* _Assigned task_:
Which lines of the records below contain the string "NaiveDate"? Report each of them.

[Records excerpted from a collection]
=-=-=
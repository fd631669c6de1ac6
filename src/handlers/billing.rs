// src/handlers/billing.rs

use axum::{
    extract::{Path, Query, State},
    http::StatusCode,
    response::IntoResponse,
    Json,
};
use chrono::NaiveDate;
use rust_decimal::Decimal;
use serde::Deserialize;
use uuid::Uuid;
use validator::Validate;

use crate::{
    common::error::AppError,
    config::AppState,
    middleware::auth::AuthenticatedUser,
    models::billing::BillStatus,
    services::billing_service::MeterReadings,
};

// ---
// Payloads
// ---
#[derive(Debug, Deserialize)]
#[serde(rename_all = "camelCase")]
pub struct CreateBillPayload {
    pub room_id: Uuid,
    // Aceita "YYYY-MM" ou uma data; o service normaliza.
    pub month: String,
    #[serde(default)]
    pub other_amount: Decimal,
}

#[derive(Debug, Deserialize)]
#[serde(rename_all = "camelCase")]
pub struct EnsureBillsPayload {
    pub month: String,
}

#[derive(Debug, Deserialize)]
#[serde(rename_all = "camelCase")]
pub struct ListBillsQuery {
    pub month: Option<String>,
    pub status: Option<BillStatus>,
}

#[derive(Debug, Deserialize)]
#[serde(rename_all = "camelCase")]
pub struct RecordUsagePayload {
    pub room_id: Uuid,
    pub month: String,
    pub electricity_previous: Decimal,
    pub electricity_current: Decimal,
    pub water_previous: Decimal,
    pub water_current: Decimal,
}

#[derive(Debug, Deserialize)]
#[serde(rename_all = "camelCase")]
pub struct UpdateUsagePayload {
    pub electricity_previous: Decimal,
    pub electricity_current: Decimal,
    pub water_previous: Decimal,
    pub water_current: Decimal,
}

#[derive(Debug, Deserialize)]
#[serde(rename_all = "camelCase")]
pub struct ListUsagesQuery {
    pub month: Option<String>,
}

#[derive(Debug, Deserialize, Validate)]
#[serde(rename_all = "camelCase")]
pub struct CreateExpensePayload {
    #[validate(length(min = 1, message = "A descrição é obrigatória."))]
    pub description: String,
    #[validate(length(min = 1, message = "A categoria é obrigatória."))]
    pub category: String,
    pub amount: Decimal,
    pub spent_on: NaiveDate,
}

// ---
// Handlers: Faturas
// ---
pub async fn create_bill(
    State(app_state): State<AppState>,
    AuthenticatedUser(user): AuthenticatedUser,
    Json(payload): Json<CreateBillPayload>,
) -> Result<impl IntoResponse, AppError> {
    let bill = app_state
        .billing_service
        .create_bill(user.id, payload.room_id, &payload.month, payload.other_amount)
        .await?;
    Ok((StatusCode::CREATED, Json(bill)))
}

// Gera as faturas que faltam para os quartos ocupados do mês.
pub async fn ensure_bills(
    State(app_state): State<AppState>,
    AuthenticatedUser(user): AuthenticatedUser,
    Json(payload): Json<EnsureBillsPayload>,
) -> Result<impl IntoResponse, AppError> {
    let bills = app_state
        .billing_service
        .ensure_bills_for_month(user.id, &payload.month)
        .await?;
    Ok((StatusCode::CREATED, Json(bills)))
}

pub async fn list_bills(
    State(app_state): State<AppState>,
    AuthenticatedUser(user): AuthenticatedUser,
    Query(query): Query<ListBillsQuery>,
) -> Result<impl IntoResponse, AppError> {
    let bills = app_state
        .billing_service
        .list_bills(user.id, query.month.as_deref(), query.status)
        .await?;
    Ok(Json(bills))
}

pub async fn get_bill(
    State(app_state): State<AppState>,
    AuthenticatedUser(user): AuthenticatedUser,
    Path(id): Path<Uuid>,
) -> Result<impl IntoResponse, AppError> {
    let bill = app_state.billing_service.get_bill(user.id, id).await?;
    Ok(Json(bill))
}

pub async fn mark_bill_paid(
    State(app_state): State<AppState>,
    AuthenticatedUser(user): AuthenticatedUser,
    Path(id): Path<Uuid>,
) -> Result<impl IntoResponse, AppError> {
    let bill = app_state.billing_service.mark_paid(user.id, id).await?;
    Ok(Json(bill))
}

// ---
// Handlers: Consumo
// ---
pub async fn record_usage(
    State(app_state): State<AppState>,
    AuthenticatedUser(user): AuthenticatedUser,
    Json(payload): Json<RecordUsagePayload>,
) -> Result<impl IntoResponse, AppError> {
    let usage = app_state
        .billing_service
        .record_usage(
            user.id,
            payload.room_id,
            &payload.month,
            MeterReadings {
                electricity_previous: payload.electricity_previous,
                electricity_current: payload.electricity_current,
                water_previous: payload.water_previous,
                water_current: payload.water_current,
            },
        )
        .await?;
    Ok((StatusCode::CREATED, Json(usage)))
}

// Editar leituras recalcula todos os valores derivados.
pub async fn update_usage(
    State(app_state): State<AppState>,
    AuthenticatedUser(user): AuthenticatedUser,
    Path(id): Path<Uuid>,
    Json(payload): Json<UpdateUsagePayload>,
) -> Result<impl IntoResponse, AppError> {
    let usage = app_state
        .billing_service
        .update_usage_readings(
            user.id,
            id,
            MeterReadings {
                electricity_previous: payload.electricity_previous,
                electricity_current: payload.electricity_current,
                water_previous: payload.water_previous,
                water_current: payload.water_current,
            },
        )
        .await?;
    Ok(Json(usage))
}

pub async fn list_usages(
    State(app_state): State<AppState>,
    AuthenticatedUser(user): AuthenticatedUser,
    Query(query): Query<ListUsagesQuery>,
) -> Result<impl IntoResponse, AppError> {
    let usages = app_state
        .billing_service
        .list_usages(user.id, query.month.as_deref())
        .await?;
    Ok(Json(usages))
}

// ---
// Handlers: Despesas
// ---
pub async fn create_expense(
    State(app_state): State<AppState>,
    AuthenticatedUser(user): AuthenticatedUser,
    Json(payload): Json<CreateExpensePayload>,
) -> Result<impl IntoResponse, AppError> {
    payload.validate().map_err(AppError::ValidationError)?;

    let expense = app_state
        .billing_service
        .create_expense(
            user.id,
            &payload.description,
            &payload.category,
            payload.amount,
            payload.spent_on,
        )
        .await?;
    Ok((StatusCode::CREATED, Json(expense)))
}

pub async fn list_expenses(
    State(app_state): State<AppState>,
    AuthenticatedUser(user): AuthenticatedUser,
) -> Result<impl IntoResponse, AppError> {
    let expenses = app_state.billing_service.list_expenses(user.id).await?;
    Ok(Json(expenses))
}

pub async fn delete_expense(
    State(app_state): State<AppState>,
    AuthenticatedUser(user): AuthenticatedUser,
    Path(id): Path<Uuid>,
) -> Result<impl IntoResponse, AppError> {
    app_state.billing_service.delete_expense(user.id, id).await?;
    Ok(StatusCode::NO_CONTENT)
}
=-=-=
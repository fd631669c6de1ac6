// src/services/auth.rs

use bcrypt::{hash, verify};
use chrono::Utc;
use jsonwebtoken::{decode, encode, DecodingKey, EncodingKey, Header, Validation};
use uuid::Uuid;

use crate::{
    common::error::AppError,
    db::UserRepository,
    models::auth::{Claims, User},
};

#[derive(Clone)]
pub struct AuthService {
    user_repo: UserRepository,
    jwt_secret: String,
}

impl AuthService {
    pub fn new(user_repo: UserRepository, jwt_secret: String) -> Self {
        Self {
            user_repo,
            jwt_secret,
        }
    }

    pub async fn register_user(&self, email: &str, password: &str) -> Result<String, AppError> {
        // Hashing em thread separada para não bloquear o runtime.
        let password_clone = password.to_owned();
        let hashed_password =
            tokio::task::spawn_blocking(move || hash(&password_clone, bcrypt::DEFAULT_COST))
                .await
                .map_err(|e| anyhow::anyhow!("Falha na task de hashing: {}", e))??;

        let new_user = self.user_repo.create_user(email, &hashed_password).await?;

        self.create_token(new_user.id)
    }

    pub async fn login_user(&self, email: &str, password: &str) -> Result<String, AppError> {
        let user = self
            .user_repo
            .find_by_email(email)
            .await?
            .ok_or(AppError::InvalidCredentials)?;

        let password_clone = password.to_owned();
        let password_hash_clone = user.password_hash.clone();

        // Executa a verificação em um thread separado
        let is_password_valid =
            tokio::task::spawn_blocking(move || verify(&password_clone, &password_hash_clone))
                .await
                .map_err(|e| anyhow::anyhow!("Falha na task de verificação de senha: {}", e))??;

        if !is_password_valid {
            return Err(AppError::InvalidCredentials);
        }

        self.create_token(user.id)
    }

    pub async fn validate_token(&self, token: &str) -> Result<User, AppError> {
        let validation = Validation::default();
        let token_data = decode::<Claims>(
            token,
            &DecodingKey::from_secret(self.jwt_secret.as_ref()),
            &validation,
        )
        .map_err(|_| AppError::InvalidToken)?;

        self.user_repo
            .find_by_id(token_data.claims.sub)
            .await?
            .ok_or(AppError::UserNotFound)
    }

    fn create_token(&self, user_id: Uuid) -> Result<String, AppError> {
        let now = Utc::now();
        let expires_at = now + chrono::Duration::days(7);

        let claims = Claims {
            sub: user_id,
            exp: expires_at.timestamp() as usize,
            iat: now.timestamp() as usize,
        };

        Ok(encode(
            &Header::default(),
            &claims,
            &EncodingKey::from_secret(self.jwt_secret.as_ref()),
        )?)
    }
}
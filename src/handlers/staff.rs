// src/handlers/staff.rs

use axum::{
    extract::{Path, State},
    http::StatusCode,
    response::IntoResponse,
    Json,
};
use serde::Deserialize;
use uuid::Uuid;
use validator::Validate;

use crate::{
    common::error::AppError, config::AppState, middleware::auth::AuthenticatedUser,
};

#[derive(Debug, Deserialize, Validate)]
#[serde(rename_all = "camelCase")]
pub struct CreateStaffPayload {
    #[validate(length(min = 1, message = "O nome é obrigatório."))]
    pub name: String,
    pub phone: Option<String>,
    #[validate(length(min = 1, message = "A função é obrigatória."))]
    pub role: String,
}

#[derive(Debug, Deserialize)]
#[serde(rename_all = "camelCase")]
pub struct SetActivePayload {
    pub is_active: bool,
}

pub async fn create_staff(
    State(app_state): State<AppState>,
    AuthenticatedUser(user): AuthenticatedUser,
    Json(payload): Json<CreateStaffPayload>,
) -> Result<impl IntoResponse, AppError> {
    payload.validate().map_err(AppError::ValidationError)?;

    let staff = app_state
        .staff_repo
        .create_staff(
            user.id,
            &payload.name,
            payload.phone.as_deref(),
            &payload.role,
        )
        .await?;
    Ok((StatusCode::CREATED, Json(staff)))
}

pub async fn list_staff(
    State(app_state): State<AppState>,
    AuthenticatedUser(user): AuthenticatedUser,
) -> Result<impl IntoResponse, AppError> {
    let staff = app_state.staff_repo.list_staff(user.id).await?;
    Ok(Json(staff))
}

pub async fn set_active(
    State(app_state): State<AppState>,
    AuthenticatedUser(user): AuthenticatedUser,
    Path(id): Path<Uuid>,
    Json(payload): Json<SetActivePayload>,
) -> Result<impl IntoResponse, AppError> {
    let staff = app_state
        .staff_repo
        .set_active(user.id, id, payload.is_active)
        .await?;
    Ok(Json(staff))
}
=-=-=
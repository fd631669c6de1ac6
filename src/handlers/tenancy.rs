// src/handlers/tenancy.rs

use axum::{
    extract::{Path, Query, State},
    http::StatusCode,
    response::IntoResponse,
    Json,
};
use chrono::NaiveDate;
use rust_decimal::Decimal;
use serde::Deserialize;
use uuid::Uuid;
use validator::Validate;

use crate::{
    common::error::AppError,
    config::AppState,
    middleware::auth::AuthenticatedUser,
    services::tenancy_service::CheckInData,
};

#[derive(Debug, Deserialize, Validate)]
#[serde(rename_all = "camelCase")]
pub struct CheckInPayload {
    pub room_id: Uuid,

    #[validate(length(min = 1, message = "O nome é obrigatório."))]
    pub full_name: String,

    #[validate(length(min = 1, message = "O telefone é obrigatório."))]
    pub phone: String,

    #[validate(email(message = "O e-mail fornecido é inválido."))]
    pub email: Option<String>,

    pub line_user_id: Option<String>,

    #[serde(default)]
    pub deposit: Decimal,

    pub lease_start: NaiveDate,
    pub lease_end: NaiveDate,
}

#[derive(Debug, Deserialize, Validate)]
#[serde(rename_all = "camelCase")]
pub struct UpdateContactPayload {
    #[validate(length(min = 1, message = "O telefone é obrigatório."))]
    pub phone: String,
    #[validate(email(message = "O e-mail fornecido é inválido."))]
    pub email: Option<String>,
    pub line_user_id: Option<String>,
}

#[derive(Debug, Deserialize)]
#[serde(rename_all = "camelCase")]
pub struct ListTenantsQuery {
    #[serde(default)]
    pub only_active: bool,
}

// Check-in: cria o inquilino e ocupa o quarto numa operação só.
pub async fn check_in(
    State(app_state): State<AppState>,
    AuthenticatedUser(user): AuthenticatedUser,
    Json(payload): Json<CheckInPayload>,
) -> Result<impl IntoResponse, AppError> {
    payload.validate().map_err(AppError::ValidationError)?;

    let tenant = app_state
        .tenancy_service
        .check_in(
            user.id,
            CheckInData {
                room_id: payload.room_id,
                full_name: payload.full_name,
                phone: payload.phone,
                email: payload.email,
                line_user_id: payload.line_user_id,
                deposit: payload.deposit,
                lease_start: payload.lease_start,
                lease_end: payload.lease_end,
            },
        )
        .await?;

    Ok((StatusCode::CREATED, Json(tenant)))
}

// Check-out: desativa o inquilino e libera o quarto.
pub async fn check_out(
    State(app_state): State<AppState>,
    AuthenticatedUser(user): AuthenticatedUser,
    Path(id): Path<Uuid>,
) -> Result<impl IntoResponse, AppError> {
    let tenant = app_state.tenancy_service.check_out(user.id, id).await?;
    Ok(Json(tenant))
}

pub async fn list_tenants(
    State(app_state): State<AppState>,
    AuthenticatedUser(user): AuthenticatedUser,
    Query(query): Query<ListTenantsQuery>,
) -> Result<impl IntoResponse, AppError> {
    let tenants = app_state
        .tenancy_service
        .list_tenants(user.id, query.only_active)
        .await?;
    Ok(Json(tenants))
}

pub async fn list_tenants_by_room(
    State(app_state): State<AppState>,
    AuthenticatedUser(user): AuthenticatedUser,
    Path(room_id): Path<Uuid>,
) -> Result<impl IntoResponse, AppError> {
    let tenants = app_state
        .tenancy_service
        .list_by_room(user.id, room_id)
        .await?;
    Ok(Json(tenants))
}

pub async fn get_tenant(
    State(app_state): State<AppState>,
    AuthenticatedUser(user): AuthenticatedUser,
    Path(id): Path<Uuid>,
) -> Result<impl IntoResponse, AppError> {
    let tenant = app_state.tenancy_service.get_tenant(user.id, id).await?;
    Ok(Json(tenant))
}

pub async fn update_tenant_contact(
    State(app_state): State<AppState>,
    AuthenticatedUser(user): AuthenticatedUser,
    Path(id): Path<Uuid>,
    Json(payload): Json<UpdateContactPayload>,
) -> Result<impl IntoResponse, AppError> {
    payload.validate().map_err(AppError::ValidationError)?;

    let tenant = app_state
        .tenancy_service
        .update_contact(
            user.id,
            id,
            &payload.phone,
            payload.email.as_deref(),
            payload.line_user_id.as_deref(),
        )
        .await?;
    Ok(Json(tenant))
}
=-=-=
* _Answer section_:
use chrono::NaiveDate;
    pub spent_on: NaiveDate,
use chrono::NaiveDate;
    pub lease_start: NaiveDate,
    pub lease_end: NaiveDate,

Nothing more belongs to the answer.